• Home
  • /
  • Meldungen
  • /
  • Vorsteuerabzug für Luxusfahrzeuge – Teil 1: Der Lamborghini Aventador

27.12.2018

Meldung, Steuerrecht

Vorsteuerabzug für Luxusfahrzeuge – Teil 1: Der Lamborghini Aventador

Beitrag mit Bild

©auremar /fotolia.com

Das Finanzgericht Hamburg hatte über den Vorsteuerabzug für die Anschaffung eines Lamborghini Aventador mit einem Bruttokaufpreis von 298.475 € durch ein Reinigungsunternehmen zu entscheiden.

Der Lamborghini Aventador im Streitfall wurde vollständig dem unternehmerischen Bereich zugeordnet, die Privatnutzung des Gesellschafter-Geschäftsführers nach der 1%-Methode versteuert. Die Gesellschaft erzielte in den Streitjahren ein Betriebsergebnis von rd. 90.000 € bzw. rd. 100.000 €. Die Klägerin berief sich darauf, dass der Lamborghini zwar ein teures, gleichwohl serienmäßig hergestelltes Fahrzeug sei.

Neue Kunden durch Sportwagenkontakte?

Dem Geschäftsführer sei es in der Vergangenheit immer wieder gelungen, über seine Sportwagenkontakte neue Kunden zu gewinnen. Überdies sei die Nutzung des Fahrzeugs lohnversteuert worden, sodass lediglich der Differenzbetrag von unter 1.000 € zwischen monatlicher Afa und Lohnsteuer in Rede stehe. Jedenfalls müsse ein Vorsteuerbetrag für ein angemessenes Fahrzeug, beispielsweise einen Mercedes Benz der S Klasse, berücksichtigt werden.

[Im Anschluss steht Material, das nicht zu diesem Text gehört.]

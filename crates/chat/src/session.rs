//! Session store: one isolated, lock-protected history per conversation.
//!
//! The map itself sits behind a `std::sync::Mutex` that is only held for
//! lookups. Each history has its own `tokio::sync::Mutex`, which the prompt
//! manager holds across the whole read → remote call → append sequence.

use gemrelay_core::{ConversationHistory, SessionId};
use std::collections::HashMap;
use std::sync::{Arc, Mutex};
use tokio::sync::Mutex as AsyncMutex;
use tracing::debug;

/// Shared handle to one session's history.
pub type SharedHistory = Arc<AsyncMutex<ConversationHistory>>;

struct Slot {
    history: SharedHistory,
    last_used: u64,
}

struct Inner {
    slots: HashMap<SessionId, Slot>,
    clock: u64,
}

/// Bounded map of session id to conversation history.
///
/// When full, creating a new session drops the least recently used idle
/// one. The shared default session is never dropped, and neither is a
/// session whose history handle is still held by a caller. If every
/// candidate is busy the store briefly grows past `max_sessions`.
pub struct SessionStore {
    inner: Mutex<Inner>,
    history_limit: usize,
    max_sessions: usize,
}

impl SessionStore {
    pub fn new(history_limit: usize, max_sessions: usize) -> Self {
        Self {
            inner: Mutex::new(Inner {
                slots: HashMap::new(),
                clock: 0,
            }),
            history_limit,
            max_sessions: max_sessions.max(1),
        }
    }

    /// The history for `id`, created empty on first use.
    pub fn get_or_create(&self, id: &SessionId) -> SharedHistory {
        let mut inner = self.inner.lock().unwrap_or_else(|e| e.into_inner());
        inner.clock += 1;
        let now = inner.clock;

        if let Some(slot) = inner.slots.get_mut(id) {
            slot.last_used = now;
            return slot.history.clone();
        }

        if inner.slots.len() >= self.max_sessions {
            let victim = inner
                .slots
                .iter()
                .filter(|(key, slot)| !key.is_default() && Arc::strong_count(&slot.history) == 1)
                .min_by_key(|(_, slot)| slot.last_used)
                .map(|(key, _)| key.clone());

            match victim {
                Some(oldest) => {
                    inner.slots.remove(&oldest);
                    debug!(session = %oldest, "Evicted least recently used session");
                }
                None => debug!(
                    sessions = inner.slots.len(),
                    "No idle session to evict, store over capacity"
                ),
            }
        }

        let history: SharedHistory = Arc::new(AsyncMutex::new(ConversationHistory::with_limit(
            self.history_limit,
        )));
        inner.slots.insert(
            id.clone(),
            Slot {
                history: history.clone(),
                last_used: now,
            },
        );
        debug!(session = %id, "Created session");
        history
    }

    /// The history for `id` if the session exists. Does not touch recency.
    pub fn get(&self, id: &SessionId) -> Option<SharedHistory> {
        let inner = self.inner.lock().unwrap_or_else(|e| e.into_inner());
        inner.slots.get(id).map(|slot| slot.history.clone())
    }

    pub fn len(&self) -> usize {
        self.inner.lock().unwrap_or_else(|e| e.into_inner()).slots.len()
    }

    pub fn is_empty(&self) -> bool {
        self.len() == 0
    }
}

Unangemessener Repräsentationsaufwand

Das FG Hamburg hat jeglichen Vorsteuerabzug unter Hinweis auf § 15 Abs. 1a Satz 1 UStG i.V.m. § 4 Abs. 5 Satz 1 Nr. 4 EStG verneint, weil es sich bei den Aufwendungen ihrer Art nach um unangemessenen Repräsentationsaufwand handele (Urteil vom 11.10.2018 – 2 K 116/18). Der Lamborghini Aventador, bei seiner Markteinführung dargestellt als „Supersportwagen, unter dessen transparenter Motorhaube ein 6,5 Liter-V-12 Mittelmotor-Herz mit 515 kW/700 PS pocht, das den 1.575 Kilogramm schweren Italiener in nur 2,9 Sekunden auf Tempo 100 katapultiert“, sei seinem Erscheinungsbild nach der Prototyp eines Sportwagens, der trotz serienmäßiger Herstellung im Straßenbild Aufsehen errege, der sportlichen Betätigung diene und geeignet sei, ein Affektionsinteresse des Halters auszulösen und typisierend den privaten Interessen des Gesellschafter-Geschäftsführers zu dienen.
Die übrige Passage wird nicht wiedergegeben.